O gün inşaata çağırmazlarsa eve para getiremiyor,
sonra çocuklara hayatta başarı teknikleri anlatıyor.
-Babam işe gidince büyük ağabeyimiz onu taklit ederdi,
delik bir çorapla pantolonun ceplerini çıkarır, dört kardeşi karşısına alıp
"Dürüst olun, evinize haram lokma sokmayın" diye anlatırken , biz de
gülerdik. Annem kızardı, "Babanızla alay etmeyin. O, hem dürüst hem de
çalışkandır" derdi. Yan evde iki kardeş var, onların babası zengin.
Babaları birahane işletiyor, ama adamda her numara vardı, kumar falan
oynatırdı. Bizim yeni hiç bir şeyimiz olmadı, hep o ikisinin eskilerini
kullandık. O amca mahalleden geçerken biz 5 kardeş ayağa kalkardık, çünkü bize
bahşiş verirdi. Babam eve gelince ayağa kalkmazdık. Çünkü hediye, para falan
hak getire. Ağabey biz babamı kaybettik.
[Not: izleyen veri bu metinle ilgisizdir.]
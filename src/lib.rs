//! # nbp-rates
//!
//! Historical buy/sell exchange rates from the NBP (National Bank of Poland)
//! table C API, collected for several currencies at once and merged into a
//! single report ordered by date.
//!
//! Each currency is scanned backward from today, one calendar day per request,
//! until enough published rates are found or a bounded lookback window runs
//! out. Days without a published table (weekends, holidays) are skipped.
//!
//! ## Example
//!
//! ```rust,no_run
//! use nbp_rates::prelude::*;
//!
//! #[tokio::main(flavor = "current_thread")]
//! async fn main() -> Result<()> {
//!     let service = RateService::new(ServiceConfig::default())?;
//!     let report = service.get_rates_for_last_days(10).await?;
//!
//!     for day in &report {
//!         if let Some(eur) = day.get(Currency::EUR) {
//!             println!("{}: EUR sale {} purchase {}", day.date, eur.sale, eur.purchase);
//!         }
//!     }
//!     Ok(())
//! }
//! ```

pub mod config;
pub mod currency;
pub mod error;
pub mod fetcher;
pub mod service;
pub mod source;
pub mod types;

pub use config::ServiceConfig;
pub use currency::Currency;
pub use error::{RatesError, Result};
pub use fetcher::RateFetcher;
pub use service::RateService;
pub use types::{CombinedReport, CurrencySeries, DailyReport, Rate};

pub mod prelude {
    //! Commonly used types and traits
    pub use crate::config::ServiceConfig;
    pub use crate::currency::Currency;
    pub use crate::error::{RatesError, Result};
    pub use crate::service::RateService;
    pub use crate::source::{InMemoryRateSource, NbpClient, RateSource};
    pub use crate::types::*;
}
Altı ay içinde yandaki baba da öldü.
yandaki baba iki çocuğa 5 katlı bir apartman, işleyen birahane, dövizler ve
araziler bıraktı. Bizim baba ne bıraktı biliyormusunuz ?
-Ne bıraktı ?
-Bakkal veresiyesi ve konuşmalarını bıraktı :
"Evladım işinizi dürüst yapın, hakkınız olmayan parayı
almayın..."falan filan. Ağabey aradan 15 yıl geçti, diğer 2 kardeş
cezaevindeler, ne ev kaldı ne birahane. Ailesi dağıldı.
Biz 5 kardeş, beşimizin Keçiören de taksi durağında
birer taksisi var hepimizin birer ailesi, çoluk çocuğu, hepimizin birer dairesi
var. Geçenlerde büyük ağabeyimiz bizi topladı ve dedi ki :
"Asıl mirası bizim baba bırakmış."
Hepimiz ağladık. 5 kardeş taksiciliğe başladığımızdan
beri, taksimetrenin yazmadığı 10 krş.u evimize sokmadık. Her şeyimiz var
Allah'a şükür.
Çok duygulandım, veda ettim,tam ineceğim :
-Dur ağabey, asıl bomba şimdi.
-Nedir bomban ?
-Nerede oturuyoruz biliyormusun ? O iki kardeşin
oturduğu 5 katlı apartmanı biz aldık. 5 kardeş orada oturuyoruz.
Evladınıza ne araba bırakırsınız, ne ev, ne de başka
bir miras. Evlada sadece değer kavramları bırakırsınız. Bakın iki baba da
evlatlarına değer kavramları bırakmışlar.
..A.Şerif İZGÖREN'in kitabından aktarılmıştır.